Kratom, the controversial plant used by some as an opioid substitute, is at the center of a multistate Salmonella outbreak, prompting the Centers for Disease Control and Prevention (CDC) to issue a recommendation against the consumption of kratom in any form.
A total of 28 people from 20 states have been infected with the outbreak strain of Salmonella I 4,,12:b:-; 11 hospitalizations have been reported.
Whole genome sequencing (WGS) performed on Salmonella bacteria isolated from these sickened individuals revealed that they were closely related genetically. Upon interview, 8 infected individuals reported consuming kratom in either pill, powder, or tea form.

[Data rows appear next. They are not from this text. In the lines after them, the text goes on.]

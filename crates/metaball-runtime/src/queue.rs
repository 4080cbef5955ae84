//! Bounded hand-off between the acquisition and recording threads.
//!
//! The producer never blocks: when the queue is full the sample is dropped
//! and counted.  The consumer polls with a bounded wait so an empty queue
//! never busy-spins.

use std::sync::Arc;
use std::sync::atomic::{AtomicU64, Ordering};
use std::time::Duration;

use crossbeam::channel::{self, Receiver, RecvTimeoutError, Sender, TrySendError};
use metaball_types::{MetaballError, RecordingSample};

pub const DEFAULT_QUEUE_CAPACITY: usize = 1000;

/// Both ends of the recording queue.  Clones share the same channel and drop
/// counter.
#[derive(Clone)]
pub struct SampleQueue {
    tx: Sender<RecordingSample>,
    rx: Receiver<RecordingSample>,
    dropped: Arc<AtomicU64>,
}

impl SampleQueue {
    /// A capacity of `0` is treated as `1`.
    pub fn bounded(capacity: usize) -> Self {
        let (tx, rx) = channel::bounded(capacity.max(1));
        Self {
            tx,
            rx,
            dropped: Arc::new(AtomicU64::new(0)),
        }
    }

    /// Enqueue without blocking.
    ///
    /// # Errors
    ///
    /// [`MetaballError::QueueFull`] when the queue is at capacity; the
    /// sample is discarded and the drop counter incremented.
    pub fn try_push(&self, sample: RecordingSample) -> Result<(), MetaballError> {
        match self.tx.try_send(sample) {
            Ok(()) => Ok(()),
            Err(TrySendError::Full(_)) | Err(TrySendError::Disconnected(_)) => {
                self.dropped.fetch_add(1, Ordering::Relaxed);
                Err(MetaballError::QueueFull)
            }
        }
    }

    /// Wait up to `timeout` for a sample.
    pub fn pop_timeout(&self, timeout: Duration) -> Option<RecordingSample> {
        match self.rx.recv_timeout(timeout) {
            Ok(sample) => Some(sample),
            Err(RecvTimeoutError::Timeout) | Err(RecvTimeoutError::Disconnected) => None,
        }
    }

    pub fn try_pop(&self) -> Option<RecordingSample> {
        self.rx.try_recv().ok()
    }

    pub fn len(&self) -> usize {
        self.rx.len()
    }

    pub fn is_empty(&self) -> bool {
        self.rx.is_empty()
    }

    pub fn capacity(&self) -> usize {
        self.tx.capacity().unwrap_or(usize::MAX)
    }

    /// Samples discarded because the queue was full.
    pub fn dropped(&self) -> u64 {
        self.dropped.load(Ordering::Relaxed)
    }
}

impl Default for SampleQueue {
    fn default() -> Self {
        Self::bounded(DEFAULT_QUEUE_CAPACITY)
    }
}
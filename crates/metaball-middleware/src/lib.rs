//! `metaball-middleware` – telemetry transport.
//!
//! Moves one [`TelemetryMessage`](metaball_types::TelemetryMessage) per
//! acquisition tick from the pipeline to any number of consumers, keeping
//! only the newest message in flight.
//!
//! # Modules
//!
//! - [`endpoint`] – `tcp://host:port` address parsing.
//! - [`wire`] – protobuf-compatible message encoding.
//! - [`publisher`] – one-to-many TCP publisher with latest-value-wins
//!   delivery.
//! - [`subscriber`] – reconnecting, conflating subscriber with a receive
//!   deadline.
//!
//! Frames on the socket are a 4-byte big-endian length followed by the
//! encoded message.

pub mod endpoint;
pub mod publisher;
pub mod subscriber;
pub mod wire;

pub use endpoint::Endpoint;
pub use publisher::TelemetryPublisher;
pub use subscriber::TelemetrySubscriber;

use tokio_util::codec::LengthDelimitedCodec;

/// Upper bound on a single frame; large enough for uncompressed camera
/// frames.
pub const MAX_FRAME_LEN: usize = 32 * 1024 * 1024;

pub(crate) fn frame_codec() -> LengthDelimitedCodec {
    LengthDelimitedCodec::builder()
        .length_field_length(4)
        .big_endian()
        .max_frame_length(MAX_FRAME_LEN)
        .new_codec()
}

The CDC says the epidemiologic evidence indicates kratom as the likely source of the outbreak, however no common brands or suppliers have been identified at this time. The illnesses began in October 2017 and have been recorded up to January 30, 2018.

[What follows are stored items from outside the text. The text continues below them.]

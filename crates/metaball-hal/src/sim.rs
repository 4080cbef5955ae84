//! Simulated collaborators for running the pipeline without hardware.
//!
//! [`SimCamera`] follows a smooth, deterministic trajectory around a resting
//! marker pose and paces itself to a configured frame rate.
//! [`SimForceSensor`] reports a wrench that oscillates with the same period.
//!
//! # Example
//!
//! ```rust
//! use metaball_hal::camera::PoseCamera;
//! use metaball_hal::sim::SimCamera;
//!
//! let mut camera = SimCamera::new("sim").with_fps(0.0);
//! let (pose, frame) = camera.read_image_and_pose().unwrap();
//! assert!(pose.z > 0.0);
//! assert_eq!(&frame.jpeg[..2], &[0xFF, 0xD8]);
//! ```

use std::time::{Duration, Instant};

use metaball_types::{CameraFrame, MetaballError, Pose};
use tracing::debug;

use crate::camera::PoseCamera;
use crate::force::ForceSensor;

/// Period of the synthetic motion, in frames.
const MOTION_PERIOD: f64 = 120.0;
/// Slowest paced rate; lower positive rates are raised to this.
const MIN_FPS: f64 = 0.01;

// ────────────────────────────────────────────────────────────────────────────
// Camera
// ────────────────────────────────────────────────────────────────────────────

pub struct SimCamera {
    id: String,
    fps: f64,
    width: u32,
    height: u32,
    rest: Pose,
    frame: u64,
    next_due: Option<Instant>,
    released: bool,
}

impl SimCamera {
    pub fn new(id: impl Into<String>) -> Self {
        Self {
            id: id.into(),
            fps: 30.0,
            width: 320,
            height: 240,
            rest: Pose::new(0.0, 0.0, 30.0, 0.0, 0.0, 0.0),
            frame: 0,
            next_due: None,
            released: false,
        }
    }

    /// Frames per second; `0` disables pacing.  Non-finite or negative
    /// rates also disable it, and positive rates below one frame per 100 s
    /// are raised to that.
    pub fn with_fps(mut self, fps: f64) -> Self {
        self.fps = if !fps.is_finite() || fps <= 0.0 {
            0.0
        } else {
            fps.max(MIN_FPS)
        };
        self
    }

    pub fn fps(&self) -> f64 {
        self.fps
    }

    pub fn with_size(mut self, width: u32, height: u32) -> Self {
        self.width = width;
        self.height = height;
        self
    }

    /// Marker pose the trajectory oscillates around.
    pub fn with_rest_pose(mut self, rest: Pose) -> Self {
        self.rest = rest;
        self
    }

    pub fn frames_read(&self) -> u64 {
        self.frame
    }

    fn pace(&mut self) {
        if self.fps <= 0.0 {
            return;
        }
        let period = Duration::from_secs_f64(1.0 / self.fps);
        let now = Instant::now();
        let due = self.next_due.unwrap_or(now);
        if due > now {
            std::thread::sleep(due - now);
        }
        // Do not try to catch up after a stall.
        self.next_due = Some(due.max(now) + period);
    }

    fn pose_at(&self, frame: u64) -> Pose {
        let phase = std::f64::consts::TAU * frame as f64 / MOTION_PERIOD;
        let r = self.rest;
        Pose::new(
            r.x + 2.0 * phase.sin(),
            r.y + 2.0 * phase.cos() - 2.0,
            r.z - 1.0 * (2.0 * phase).sin(),
            r.rx + 0.10 * phase.sin(),
            r.ry + 0.05 * phase.cos() - 0.05,
            r.rz,
        )
    }

    fn encode_frame(&self, frame: u64) -> Vec<u8> {
        // SOI, frame counter as payload, EOI.
        let mut jpeg = Vec::with_capacity(12);
        jpeg.extend_from_slice(&[0xFF, 0xD8]);
        jpeg.extend_from_slice(&frame.to_be_bytes());
        jpeg.extend_from_slice(&[0xFF, 0xD9]);
        jpeg
    }
}

impl PoseCamera for SimCamera {
    fn id(&self) -> &str {
        &self.id
    }

    fn read_image_and_pose(&mut self) -> Result<(Pose, CameraFrame), MetaballError> {
        if self.released {
            return Err(MetaballError::acquisition(&self.id, "camera released"));
        }
        self.pace();
        let n = self.frame;
        self.frame += 1;
        Ok((
            self.pose_at(n),
            CameraFrame {
                width: self.width,
                height: self.height,
                jpeg: self.encode_frame(n),
            },
        ))
    }

    fn release(&mut self) {
        if !self.released {
            self.released = true;
            debug!(camera = %self.id, frames = self.frame, "sim camera released");
        }
    }
}

// ────────────────────────────────────────────────────────────────────────────
// Force sensor
// ────────────────────────────────────────────────────────────────────────────

pub struct SimForceSensor {
    id: String,
    sample: u64,
    connected: bool,
}

impl SimForceSensor {
    pub fn new(id: impl Into<String>) -> Self {
        Self {
            id: id.into(),
            sample: 0,
            connected: true,
        }
    }
}

impl ForceSensor for SimForceSensor {
    fn id(&self) -> &str {
        &self.id
    }

    fn read_wrench(&mut self) -> Result<[f64; 6], MetaballError> {
        if !self.connected {
            return Err(MetaballError::acquisition(&self.id, "sensor disconnected"));
        }
        let phase = std::f64::consts::TAU * self.sample as f64 / MOTION_PERIOD;
        self.sample += 1;
        Ok([
            0.5 * phase.sin(),
            0.5 * phase.cos(),
            -2.0 - 1.5 * (2.0 * phase).sin(),
            0.01 * phase.cos(),
            -0.01 * phase.sin(),
            0.0,
        ])
    }

    fn disconnect(&mut self) {
        if self.connected {
            self.connected = false;
            debug!(sensor = %self.id, samples = self.sample, "sim force sensor disconnected");
        }
    }
}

Additionally, the FDA today announced the voluntary destruction and recall of a large volume of kratom-containing dietary supplements. The products were manufactured and distributed by Divinity Products Distribution, MI, under the brand names Botany Bay, Enhance Your Life and Divinity. The Company has also agreed to stop selling kratom-containing products.
“To protect the public health, we’ll continue to affirm the risks associated with kratom, warn consumers against its use and take aggressive enforcement action against kratom-containing products,” said FDA Commissioner Scott Gottlieb, MD. “We appreciate the cooperation of companies currently marketing any kratom product for human consumption to take swift action to remove these products from circulation to protect the public.”

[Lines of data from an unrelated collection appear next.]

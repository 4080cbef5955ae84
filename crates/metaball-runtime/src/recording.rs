//! [`RecordingCoordinator`]: buffers queued samples while recording is on
//! and writes them out as one session when it is switched off.
//!
//! ```text
//!            is_recording              !is_recording, samples pending
//!   Idle ───────────────────▶ Recording ───────────────────────────▶ Draining
//!    ▲                            │                                      │
//!    │      !is_recording, none   │                                      │
//!    └────────────────────────────┘◀──────────── flushed ────────────────┘
//! ```
//!
//! `should_stop` flushes whatever is buffered, whatever the phase.
//!
//! Samples found in the queue while Idle with recording off belong to no
//! window (a push that raced the stop) and are discarded.

use std::path::{Path, PathBuf};
use std::time::Duration;

use metaball_types::RecordingSample;
use tracing::{error, info, warn};

use crate::queue::SampleQueue;
use crate::state::SharedRecordingState;
use crate::storage;

pub const DEFAULT_POLL_INTERVAL: Duration = Duration::from_millis(10);

/// Progress is logged every this many buffered samples.
const PROGRESS_EVERY: usize = 60;

#[derive(Debug, Clone, Copy, PartialEq, Eq)]
pub enum RecorderPhase {
    Idle,
    Recording,
    Draining,
}

pub struct RecordingCoordinator {
    queue: SampleQueue,
    state: SharedRecordingState,
    output_dir: PathBuf,
    poll_interval: Duration,
    phase: RecorderPhase,
    buffer: Vec<RecordingSample>,
    sessions: Vec<PathBuf>,
    discarded: u64,
}

impl RecordingCoordinator {
    pub fn new(queue: SampleQueue, state: SharedRecordingState, output_dir: impl Into<PathBuf>) -> Self {
        Self {
            queue,
            state,
            output_dir: output_dir.into(),
            poll_interval: DEFAULT_POLL_INTERVAL,
            phase: RecorderPhase::Idle,
            buffer: Vec::new(),
            sessions: Vec::new(),
            discarded: 0,
        }
    }

    pub fn with_poll_interval(mut self, poll_interval: Duration) -> Self {
        self.poll_interval = poll_interval;
        self
    }

    pub fn phase(&self) -> RecorderPhase {
        self.phase
    }

    pub fn buffered(&self) -> usize {
        self.buffer.len()
    }

    pub fn output_dir(&self) -> &Path {
        &self.output_dir
    }

    /// Directories written so far, oldest first.
    pub fn sessions(&self) -> &[PathBuf] {
        &self.sessions
    }

    /// Stale samples thrown away while Idle.
    pub fn discarded(&self) -> u64 {
        self.discarded
    }

    /// Advance the state machine by one iteration.  Waits at most one poll
    /// interval.
    pub fn step(&mut self) -> RecorderPhase {
        self.phase = match self.phase {
            RecorderPhase::Idle => {
                if self.state.is_recording() {
                    self.buffer.clear();
                    info!(dir = %self.output_dir.display(), "recording started");
                    RecorderPhase::Recording
                } else {
                    self.discard_stale();
                    std::thread::sleep(self.poll_interval);
                    RecorderPhase::Idle
                }
            }
            RecorderPhase::Recording => {
                if !self.state.is_recording() {
                    if self.buffer.is_empty() && self.queue.is_empty() {
                        info!("recording stopped, nothing captured");
                        RecorderPhase::Idle
                    } else {
                        RecorderPhase::Draining
                    }
                } else {
                    if let Some(sample) = self.queue.pop_timeout(self.poll_interval) {
                        self.push(sample);
                    }
                    RecorderPhase::Recording
                }
            }
            RecorderPhase::Draining => {
                self.drain_queue();
                info!(samples = self.buffer.len(), "recording stopped");
                self.flush();
                RecorderPhase::Idle
            }
        };
        self.phase
    }

    /// Step until `should_stop`, then flush anything still buffered.
    pub fn run(&mut self) {
        info!(dir = %self.output_dir.display(), "recording coordinator running");
        while !self.state.should_stop() {
            self.step();
        }
        if self.phase != RecorderPhase::Idle {
            self.drain_queue();
        }
        if !self.buffer.is_empty() {
            info!(samples = self.buffer.len(), "saving buffered samples before exit");
            self.flush();
        }
        self.phase = RecorderPhase::Idle;
        info!(sessions = self.sessions.len(), "recording coordinator stopped");
    }

    fn push(&mut self, sample: RecordingSample) {
        self.buffer.push(sample);
        if self.buffer.len() % PROGRESS_EVERY == 0 {
            info!(samples = self.buffer.len(), "recording");
        }
    }

    fn discard_stale(&mut self) {
        let mut stale = 0u64;
        while self.queue.try_pop().is_some() {
            stale += 1;
        }
        if stale > 0 {
            self.discarded += stale;
            warn!(samples = stale, discarded = self.discarded, "discarded samples queued outside a recording");
        }
    }

    fn drain_queue(&mut self) {
        while let Some(sample) = self.queue.try_pop() {
            self.push(sample);
        }
    }

    /// Write and clear the buffer.  A failed write loses the batch.
    fn flush(&mut self) {
        if self.buffer.is_empty() {
            return;
        }
        match storage::write_session(&self.output_dir, &self.buffer) {
            Ok(dir) => self.sessions.push(dir),
            Err(e) => error!(error = %e, samples = self.buffer.len(), "recording lost"),
        }
        self.buffer.clear();
    }
}

#[cfg(test)]
mod tests {
    use super::*;
    use std::fs;

    fn sample(i: usize) -> RecordingSample {
        RecordingSample {
            pose: [i as f64, 0.0, 0.0, 0.0, 0.0, 0.0],
            force: vec![0.0, 0.0, -(i as f64), 0.0, 0.0, 0.0],
            image: vec![0xFF, 0xD8, i as u8, 0xFF, 0xD9],
        }
    }

    fn coordinator(root: &Path) -> (RecordingCoordinator, SampleQueue, SharedRecordingState) {
        let queue = SampleQueue::bounded(16);
        let state = SharedRecordingState::new();
        let rc = RecordingCoordinator::new(queue.clone(), state.clone(), root)
            .with_poll_interval(Duration::from_millis(1));
        (rc, queue, state)
    }

    #[test]
    fn five_sample_session() -> Result<(), Box<dyn std::error::Error>> {
        let root = tempfile::tempdir()?;
        let (mut rc, queue, state) = coordinator(root.path());

        assert_eq!(rc.step(), RecorderPhase::Idle);
        state.set_recording(true);
        assert_eq!(rc.step(), RecorderPhase::Recording);

        for i in 0..5 {
            queue.try_push(sample(i))?;
        }
        for _ in 0..5 {
            rc.step();
        }
        assert_eq!(rc.buffered(), 5);

        state.set_recording(false);
        assert_eq!(rc.step(), RecorderPhase::Draining);
        assert_eq!(rc.step(), RecorderPhase::Idle);
        assert_eq!(rc.buffered(), 0);

        let dir = rc.sessions().first().ok_or("no session written")?;
        assert_eq!(fs::read_to_string(dir.join("pose.csv"))?.lines().count(), 5);
        assert_eq!(fs::read_to_string(dir.join("force.csv"))?.lines().count(), 5);
        assert_eq!(fs::read_dir(dir.join("images"))?.count(), 5);
        Ok(())
    }

    #[test]
    fn stale_sample_is_not_carried_into_next_session() -> Result<(), Box<dyn std::error::Error>> {
        let root = tempfile::tempdir()?;
        let (mut rc, queue, state) = coordinator(root.path());

        // A push that lands after the previous window was drained.
        queue.try_push(sample(99))?;
        assert_eq!(rc.step(), RecorderPhase::Idle);
        assert!(queue.is_empty());
        assert_eq!(rc.discarded(), 1);

        state.set_recording(true);
        assert_eq!(rc.step(), RecorderPhase::Recording);
        for i in 0..5 {
            queue.try_push(sample(i))?;
        }
        state.set_recording(false);
        assert_eq!(rc.step(), RecorderPhase::Draining);
        assert_eq!(rc.step(), RecorderPhase::Idle);

        let dir = rc.sessions().first().ok_or("no session written")?;
        let pose = fs::read_to_string(dir.join("pose.csv"))?;
        assert_eq!(pose.lines().count(), 5);
        assert!(pose.starts_with("0.000000,"));
        assert_eq!(fs::read_dir(dir.join("images"))?.count(), 5);
        Ok(())
    }

    #[test]
    fn samples_still_queued_at_stop_are_kept() -> Result<(), Box<dyn std::error::Error>> {
        let root = tempfile::tempdir()?;
        let (mut rc, queue, state) = coordinator(root.path());

        state.set_recording(true);
        rc.step();
        for i in 0..4 {
            queue.try_push(sample(i))?;
        }
        state.set_recording(false);

        assert_eq!(rc.step(), RecorderPhase::Draining);
        assert_eq!(rc.step(), RecorderPhase::Idle);
        let dir = &rc.sessions()[0];
        assert_eq!(fs::read_dir(dir.join("images"))?.count(), 4);
        Ok(())
    }

    #[test]
    fn empty_recording_returns_to_idle_without_writing() -> Result<(), Box<dyn std::error::Error>> {
        let root = tempfile::tempdir()?;
        let (mut rc, _queue, state) = coordinator(root.path());

        state.set_recording(true);
        rc.step();
        state.set_recording(false);
        assert_eq!(rc.step(), RecorderPhase::Idle);
        assert!(rc.sessions().is_empty());
        assert_eq!(fs::read_dir(root.path())?.count(), 0);
        Ok(())
    }

    #[test]
    fn two_windows_make_two_sessions() -> Result<(), Box<dyn std::error::Error>> {
        let root = tempfile::tempdir()?;
        let (mut rc, queue, state) = coordinator(root.path());

        for window in 0..2 {
            state.set_recording(true);
            rc.step();
            queue.try_push(sample(window))?;
            rc.step();
            state.set_recording(false);
            rc.step();
            rc.step();
        }
        assert_eq!(rc.sessions().len(), 2);
        assert_ne!(rc.sessions()[0], rc.sessions()[1]);
        Ok(())
    }

    #[test]
    fn stop_flushes_while_recording() -> Result<(), Box<dyn std::error::Error>> {
        let root = tempfile::tempdir()?;
        let (mut rc, queue, state) = coordinator(root.path());

        state.set_recording(true);
        rc.step();
        for i in 0..3 {
            queue.try_push(sample(i))?;
        }
        state.request_stop();
        rc.run();

        assert_eq!(rc.phase(), RecorderPhase::Idle);
        assert_eq!(rc.sessions().len(), 1);
        let pose = fs::read_to_string(rc.sessions()[0].join("pose.csv"))?;
        assert_eq!(pose.lines().count(), 3);
        Ok(())
    }

    #[test]
    fn run_on_its_own_thread() -> Result<(), Box<dyn std::error::Error>> {
        let root = tempfile::tempdir()?;
        let (mut rc, queue, state) = coordinator(root.path());
        let handle = std::thread::spawn(move || {
            rc.run();
            rc.sessions().len()
        });

        state.set_recording(true);
        std::thread::sleep(Duration::from_millis(20));
        for i in 0..10 {
            queue.try_push(sample(i))?;
        }
        std::thread::sleep(Duration::from_millis(50));
        state.set_recording(false);
        std::thread::sleep(Duration::from_millis(50));
        state.request_stop();

        assert_eq!(handle.join().map_err(|_| "recorder panicked")?, 1);
        Ok(())
    }

    #[test]
    fn persist_failure_drops_batch_and_continues() -> Result<(), Box<dyn std::error::Error>> {
        let root = tempfile::tempdir()?;
        let blocker = root.path().join("not_a_dir");
        fs::write(&blocker, b"x")?;
        let (mut rc, queue, state) = coordinator(&blocker);

        state.set_recording(true);
        rc.step();
        queue.try_push(sample(0))?;
        state.set_recording(false);
        rc.step();
        assert_eq!(rc.step(), RecorderPhase::Idle);
        assert!(rc.sessions().is_empty());
        assert_eq!(rc.buffered(), 0);
        Ok(())
    }
}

The FDA recently completed a scientific analysis of kratom which showed that the plant contains compounds similar in structure to controlled opioid analgesics. “The extensive scientific data we’ve evaluated about kratom provides conclusive evidence that compounds contained in kratom are opioids and are expected to have similar addictive effects as well as risks of abuse, overdose and, in some cases, death. At the same time, there’s no evidence to indicate that kratom is safe or effective for any medical use,” said Gottlieb.
Kratom is also known as Thang, Kakuam, Thom, Ketom, and Biak.
Multistate outbreak of salmonella infections infections linked to Kratom [news release]. CDC. Updated February 20, 2018. Accessed February 22, 2018.